Assigned task:
Go line by line through the listing below and copy those that hold "FeatureVector".

[Opening Material provided section]

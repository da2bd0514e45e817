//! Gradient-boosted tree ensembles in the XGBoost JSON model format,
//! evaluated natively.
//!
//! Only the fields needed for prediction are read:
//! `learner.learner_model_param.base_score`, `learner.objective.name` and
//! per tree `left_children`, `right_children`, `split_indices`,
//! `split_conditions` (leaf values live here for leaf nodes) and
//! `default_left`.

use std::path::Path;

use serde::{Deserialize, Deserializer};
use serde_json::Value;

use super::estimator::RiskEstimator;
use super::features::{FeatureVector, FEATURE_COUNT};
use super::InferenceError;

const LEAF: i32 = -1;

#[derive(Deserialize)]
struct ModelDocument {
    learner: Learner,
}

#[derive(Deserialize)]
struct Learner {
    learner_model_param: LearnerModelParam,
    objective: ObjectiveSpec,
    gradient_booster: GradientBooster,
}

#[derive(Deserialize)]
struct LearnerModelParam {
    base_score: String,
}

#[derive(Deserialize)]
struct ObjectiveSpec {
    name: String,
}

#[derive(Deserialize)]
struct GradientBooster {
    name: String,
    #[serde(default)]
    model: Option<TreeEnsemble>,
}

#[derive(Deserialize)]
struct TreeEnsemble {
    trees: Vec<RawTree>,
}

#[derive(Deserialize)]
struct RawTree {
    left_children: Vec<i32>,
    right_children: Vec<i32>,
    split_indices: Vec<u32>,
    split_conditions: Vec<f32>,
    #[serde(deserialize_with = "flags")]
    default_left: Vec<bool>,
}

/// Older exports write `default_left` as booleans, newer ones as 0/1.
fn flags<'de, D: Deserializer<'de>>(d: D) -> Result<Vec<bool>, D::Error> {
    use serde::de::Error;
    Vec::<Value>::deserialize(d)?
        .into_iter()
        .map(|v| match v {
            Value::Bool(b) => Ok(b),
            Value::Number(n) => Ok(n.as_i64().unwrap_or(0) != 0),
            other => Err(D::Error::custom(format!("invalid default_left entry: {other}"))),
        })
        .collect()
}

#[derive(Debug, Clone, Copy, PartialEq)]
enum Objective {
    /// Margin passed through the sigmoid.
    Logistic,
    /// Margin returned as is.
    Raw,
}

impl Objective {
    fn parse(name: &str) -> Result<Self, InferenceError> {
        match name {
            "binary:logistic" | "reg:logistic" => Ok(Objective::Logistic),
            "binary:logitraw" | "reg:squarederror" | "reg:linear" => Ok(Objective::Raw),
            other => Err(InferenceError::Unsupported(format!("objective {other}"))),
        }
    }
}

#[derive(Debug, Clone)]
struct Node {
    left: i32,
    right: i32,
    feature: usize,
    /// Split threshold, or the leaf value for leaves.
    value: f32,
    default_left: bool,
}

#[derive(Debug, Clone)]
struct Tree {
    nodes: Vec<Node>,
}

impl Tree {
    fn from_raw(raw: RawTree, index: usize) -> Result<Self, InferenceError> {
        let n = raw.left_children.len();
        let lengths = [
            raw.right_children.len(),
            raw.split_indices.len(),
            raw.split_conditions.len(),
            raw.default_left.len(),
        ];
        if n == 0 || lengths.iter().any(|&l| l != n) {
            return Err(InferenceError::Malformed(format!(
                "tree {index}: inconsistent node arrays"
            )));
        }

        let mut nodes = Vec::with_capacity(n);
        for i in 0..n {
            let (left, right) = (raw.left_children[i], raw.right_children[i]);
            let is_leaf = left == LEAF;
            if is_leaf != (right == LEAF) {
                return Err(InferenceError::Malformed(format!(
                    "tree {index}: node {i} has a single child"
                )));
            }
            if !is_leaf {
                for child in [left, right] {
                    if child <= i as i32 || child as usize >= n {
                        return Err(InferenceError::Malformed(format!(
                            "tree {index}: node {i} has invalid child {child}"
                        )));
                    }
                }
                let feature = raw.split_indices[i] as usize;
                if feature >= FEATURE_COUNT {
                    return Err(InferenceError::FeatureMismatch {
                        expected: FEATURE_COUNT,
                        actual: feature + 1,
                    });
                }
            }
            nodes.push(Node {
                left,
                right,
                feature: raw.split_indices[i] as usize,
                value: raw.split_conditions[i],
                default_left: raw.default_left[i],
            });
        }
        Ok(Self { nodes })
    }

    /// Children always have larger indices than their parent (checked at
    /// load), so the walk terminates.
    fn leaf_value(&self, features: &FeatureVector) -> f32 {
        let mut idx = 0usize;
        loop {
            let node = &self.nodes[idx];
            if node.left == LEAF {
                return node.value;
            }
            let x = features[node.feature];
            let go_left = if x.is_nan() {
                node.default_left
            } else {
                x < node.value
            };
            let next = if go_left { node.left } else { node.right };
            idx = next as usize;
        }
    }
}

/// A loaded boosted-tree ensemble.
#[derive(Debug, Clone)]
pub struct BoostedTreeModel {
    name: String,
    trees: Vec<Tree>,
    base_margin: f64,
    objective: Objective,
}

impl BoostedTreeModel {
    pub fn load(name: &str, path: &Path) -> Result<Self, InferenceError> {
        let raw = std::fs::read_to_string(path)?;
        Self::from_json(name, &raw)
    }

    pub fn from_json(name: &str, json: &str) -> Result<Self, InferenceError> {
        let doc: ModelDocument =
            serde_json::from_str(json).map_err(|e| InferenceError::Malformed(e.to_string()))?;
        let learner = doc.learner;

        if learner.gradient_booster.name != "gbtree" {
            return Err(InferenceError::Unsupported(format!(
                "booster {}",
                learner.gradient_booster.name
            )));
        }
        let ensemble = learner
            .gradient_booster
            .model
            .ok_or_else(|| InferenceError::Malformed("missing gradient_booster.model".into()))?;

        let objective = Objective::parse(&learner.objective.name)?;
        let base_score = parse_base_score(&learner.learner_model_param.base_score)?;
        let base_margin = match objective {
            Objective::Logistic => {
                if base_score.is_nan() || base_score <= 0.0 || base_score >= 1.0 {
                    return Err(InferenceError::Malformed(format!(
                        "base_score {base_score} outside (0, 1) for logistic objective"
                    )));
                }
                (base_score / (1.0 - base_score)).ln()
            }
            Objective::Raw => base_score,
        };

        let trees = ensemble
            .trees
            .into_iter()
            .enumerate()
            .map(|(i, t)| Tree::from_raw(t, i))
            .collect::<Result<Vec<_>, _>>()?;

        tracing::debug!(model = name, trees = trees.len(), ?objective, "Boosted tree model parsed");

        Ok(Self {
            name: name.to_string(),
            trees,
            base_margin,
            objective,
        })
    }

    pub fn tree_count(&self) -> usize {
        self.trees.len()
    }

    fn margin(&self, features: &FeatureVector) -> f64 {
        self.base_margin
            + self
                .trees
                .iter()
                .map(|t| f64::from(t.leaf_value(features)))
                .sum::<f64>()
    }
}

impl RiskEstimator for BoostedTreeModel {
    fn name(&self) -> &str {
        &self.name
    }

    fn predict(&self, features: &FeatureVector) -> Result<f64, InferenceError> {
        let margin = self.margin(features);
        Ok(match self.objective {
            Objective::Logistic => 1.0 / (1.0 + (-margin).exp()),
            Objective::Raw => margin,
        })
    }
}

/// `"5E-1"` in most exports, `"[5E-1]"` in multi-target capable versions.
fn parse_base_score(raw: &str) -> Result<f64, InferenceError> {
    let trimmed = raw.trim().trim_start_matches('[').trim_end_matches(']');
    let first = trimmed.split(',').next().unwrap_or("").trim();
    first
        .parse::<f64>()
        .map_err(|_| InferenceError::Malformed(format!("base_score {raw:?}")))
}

[Closing Material provided section]
[Opening Material provided section]

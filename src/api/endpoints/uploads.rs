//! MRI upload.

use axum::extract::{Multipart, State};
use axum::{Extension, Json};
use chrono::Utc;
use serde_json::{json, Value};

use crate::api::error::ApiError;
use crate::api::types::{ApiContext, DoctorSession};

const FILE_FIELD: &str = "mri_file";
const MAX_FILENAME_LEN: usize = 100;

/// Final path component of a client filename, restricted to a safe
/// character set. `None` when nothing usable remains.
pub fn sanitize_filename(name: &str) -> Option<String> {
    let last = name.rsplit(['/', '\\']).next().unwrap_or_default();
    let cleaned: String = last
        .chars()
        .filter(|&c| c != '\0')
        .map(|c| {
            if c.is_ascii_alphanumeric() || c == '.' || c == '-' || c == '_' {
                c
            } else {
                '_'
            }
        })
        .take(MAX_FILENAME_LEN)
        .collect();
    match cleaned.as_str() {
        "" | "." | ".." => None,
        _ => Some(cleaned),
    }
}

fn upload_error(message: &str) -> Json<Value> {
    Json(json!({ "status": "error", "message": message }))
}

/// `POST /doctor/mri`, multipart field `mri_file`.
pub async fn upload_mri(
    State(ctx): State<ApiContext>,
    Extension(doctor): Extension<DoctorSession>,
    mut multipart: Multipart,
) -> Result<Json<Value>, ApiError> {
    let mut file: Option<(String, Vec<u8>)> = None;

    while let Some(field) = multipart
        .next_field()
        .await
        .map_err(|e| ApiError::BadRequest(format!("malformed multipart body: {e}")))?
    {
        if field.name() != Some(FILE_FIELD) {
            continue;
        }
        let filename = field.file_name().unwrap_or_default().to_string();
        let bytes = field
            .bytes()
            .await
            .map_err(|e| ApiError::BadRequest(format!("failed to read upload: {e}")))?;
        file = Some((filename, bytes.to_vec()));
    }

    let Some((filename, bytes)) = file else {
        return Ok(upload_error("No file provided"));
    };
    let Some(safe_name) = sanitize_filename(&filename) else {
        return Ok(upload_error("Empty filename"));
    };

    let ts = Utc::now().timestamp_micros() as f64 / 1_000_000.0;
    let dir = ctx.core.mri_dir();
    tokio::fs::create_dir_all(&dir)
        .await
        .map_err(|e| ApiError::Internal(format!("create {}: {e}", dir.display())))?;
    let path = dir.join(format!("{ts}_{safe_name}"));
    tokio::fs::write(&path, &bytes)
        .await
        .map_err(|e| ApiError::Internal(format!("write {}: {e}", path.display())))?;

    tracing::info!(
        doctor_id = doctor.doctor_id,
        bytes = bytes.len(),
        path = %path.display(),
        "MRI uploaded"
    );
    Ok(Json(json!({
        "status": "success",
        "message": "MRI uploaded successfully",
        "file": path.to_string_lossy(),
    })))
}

[Closing Material provided section]
[Opening Material provided section]

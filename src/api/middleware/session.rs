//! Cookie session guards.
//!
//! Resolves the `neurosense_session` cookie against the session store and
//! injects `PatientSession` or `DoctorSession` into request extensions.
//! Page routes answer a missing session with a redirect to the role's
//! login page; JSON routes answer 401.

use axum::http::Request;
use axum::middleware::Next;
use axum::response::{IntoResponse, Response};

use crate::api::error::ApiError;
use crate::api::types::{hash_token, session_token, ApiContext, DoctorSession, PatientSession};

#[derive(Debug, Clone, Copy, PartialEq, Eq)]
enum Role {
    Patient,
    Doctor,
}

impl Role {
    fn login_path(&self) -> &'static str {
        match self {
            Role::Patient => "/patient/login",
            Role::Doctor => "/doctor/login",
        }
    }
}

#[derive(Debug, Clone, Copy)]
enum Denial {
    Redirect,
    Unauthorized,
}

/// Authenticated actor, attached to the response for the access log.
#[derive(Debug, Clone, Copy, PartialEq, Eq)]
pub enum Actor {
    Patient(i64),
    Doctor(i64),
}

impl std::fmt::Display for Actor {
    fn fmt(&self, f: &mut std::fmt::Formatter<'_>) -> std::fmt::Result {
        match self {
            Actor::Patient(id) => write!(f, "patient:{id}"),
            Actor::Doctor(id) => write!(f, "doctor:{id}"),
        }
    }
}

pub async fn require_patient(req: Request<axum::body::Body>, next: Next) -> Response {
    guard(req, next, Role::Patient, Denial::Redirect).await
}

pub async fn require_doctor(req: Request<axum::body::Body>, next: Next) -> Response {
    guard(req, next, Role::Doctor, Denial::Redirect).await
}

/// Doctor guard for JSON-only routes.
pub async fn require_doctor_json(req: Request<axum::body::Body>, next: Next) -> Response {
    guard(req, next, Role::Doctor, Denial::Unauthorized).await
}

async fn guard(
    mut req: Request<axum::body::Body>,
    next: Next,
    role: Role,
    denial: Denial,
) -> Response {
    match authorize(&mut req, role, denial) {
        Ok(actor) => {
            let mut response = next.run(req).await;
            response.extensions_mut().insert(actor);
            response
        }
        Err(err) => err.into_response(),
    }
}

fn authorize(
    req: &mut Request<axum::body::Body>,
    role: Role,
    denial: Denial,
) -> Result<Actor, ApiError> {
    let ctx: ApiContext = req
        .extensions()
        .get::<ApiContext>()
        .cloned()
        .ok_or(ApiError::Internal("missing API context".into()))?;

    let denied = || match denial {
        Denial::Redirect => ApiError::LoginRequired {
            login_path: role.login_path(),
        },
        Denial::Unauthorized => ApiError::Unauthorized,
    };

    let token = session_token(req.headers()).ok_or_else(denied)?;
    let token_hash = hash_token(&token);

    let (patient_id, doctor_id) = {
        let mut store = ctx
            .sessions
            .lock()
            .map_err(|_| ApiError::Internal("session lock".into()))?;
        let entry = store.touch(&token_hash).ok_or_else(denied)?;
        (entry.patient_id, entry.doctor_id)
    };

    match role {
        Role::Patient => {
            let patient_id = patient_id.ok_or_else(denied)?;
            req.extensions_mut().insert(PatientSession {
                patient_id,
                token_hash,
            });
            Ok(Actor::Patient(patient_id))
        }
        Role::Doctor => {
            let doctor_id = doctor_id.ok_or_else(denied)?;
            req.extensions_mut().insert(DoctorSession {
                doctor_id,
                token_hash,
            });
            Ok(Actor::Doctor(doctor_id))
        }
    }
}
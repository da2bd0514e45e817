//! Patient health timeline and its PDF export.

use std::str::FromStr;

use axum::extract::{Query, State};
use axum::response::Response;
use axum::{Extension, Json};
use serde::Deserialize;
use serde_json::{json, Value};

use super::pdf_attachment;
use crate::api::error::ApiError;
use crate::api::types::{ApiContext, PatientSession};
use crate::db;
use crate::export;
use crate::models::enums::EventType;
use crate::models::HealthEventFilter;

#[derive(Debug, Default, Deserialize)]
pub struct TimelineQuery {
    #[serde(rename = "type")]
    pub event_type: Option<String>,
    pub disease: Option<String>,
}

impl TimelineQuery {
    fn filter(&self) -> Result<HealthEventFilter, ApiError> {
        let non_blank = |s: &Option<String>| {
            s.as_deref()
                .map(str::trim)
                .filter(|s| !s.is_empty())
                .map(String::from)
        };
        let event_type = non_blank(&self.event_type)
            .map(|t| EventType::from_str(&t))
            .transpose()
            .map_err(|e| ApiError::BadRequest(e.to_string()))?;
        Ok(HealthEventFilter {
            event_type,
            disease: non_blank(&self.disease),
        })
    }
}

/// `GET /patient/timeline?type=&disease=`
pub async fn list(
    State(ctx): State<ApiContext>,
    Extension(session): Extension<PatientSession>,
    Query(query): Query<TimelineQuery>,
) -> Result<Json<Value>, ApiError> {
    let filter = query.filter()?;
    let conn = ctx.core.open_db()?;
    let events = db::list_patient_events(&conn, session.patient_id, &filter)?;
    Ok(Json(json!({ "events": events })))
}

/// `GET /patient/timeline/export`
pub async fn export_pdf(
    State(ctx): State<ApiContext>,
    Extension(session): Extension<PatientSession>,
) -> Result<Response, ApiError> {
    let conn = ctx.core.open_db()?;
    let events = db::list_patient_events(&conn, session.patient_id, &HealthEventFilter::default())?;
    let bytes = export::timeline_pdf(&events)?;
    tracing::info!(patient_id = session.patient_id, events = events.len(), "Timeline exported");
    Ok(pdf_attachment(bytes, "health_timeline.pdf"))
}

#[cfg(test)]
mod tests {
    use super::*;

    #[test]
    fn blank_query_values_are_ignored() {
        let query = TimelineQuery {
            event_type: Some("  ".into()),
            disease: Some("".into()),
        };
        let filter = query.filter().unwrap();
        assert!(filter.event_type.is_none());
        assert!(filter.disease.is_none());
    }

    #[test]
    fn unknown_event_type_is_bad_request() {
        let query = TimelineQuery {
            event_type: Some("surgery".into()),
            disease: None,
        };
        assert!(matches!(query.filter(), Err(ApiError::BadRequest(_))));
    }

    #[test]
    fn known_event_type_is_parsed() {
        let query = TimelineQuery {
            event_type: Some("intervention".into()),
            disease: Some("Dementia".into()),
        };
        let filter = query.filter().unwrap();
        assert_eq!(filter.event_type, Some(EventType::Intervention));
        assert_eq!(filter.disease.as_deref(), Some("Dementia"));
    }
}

[Closing Material provided section]

Answer area:
use super::features::{FeatureVector, FEATURE_COUNT};
    fn leaf_value(&self, features: &FeatureVector) -> f32 {
    fn margin(&self, features: &FeatureVector) -> f64 {
    fn predict(&self, features: &FeatureVector) -> Result<f64, InferenceError> {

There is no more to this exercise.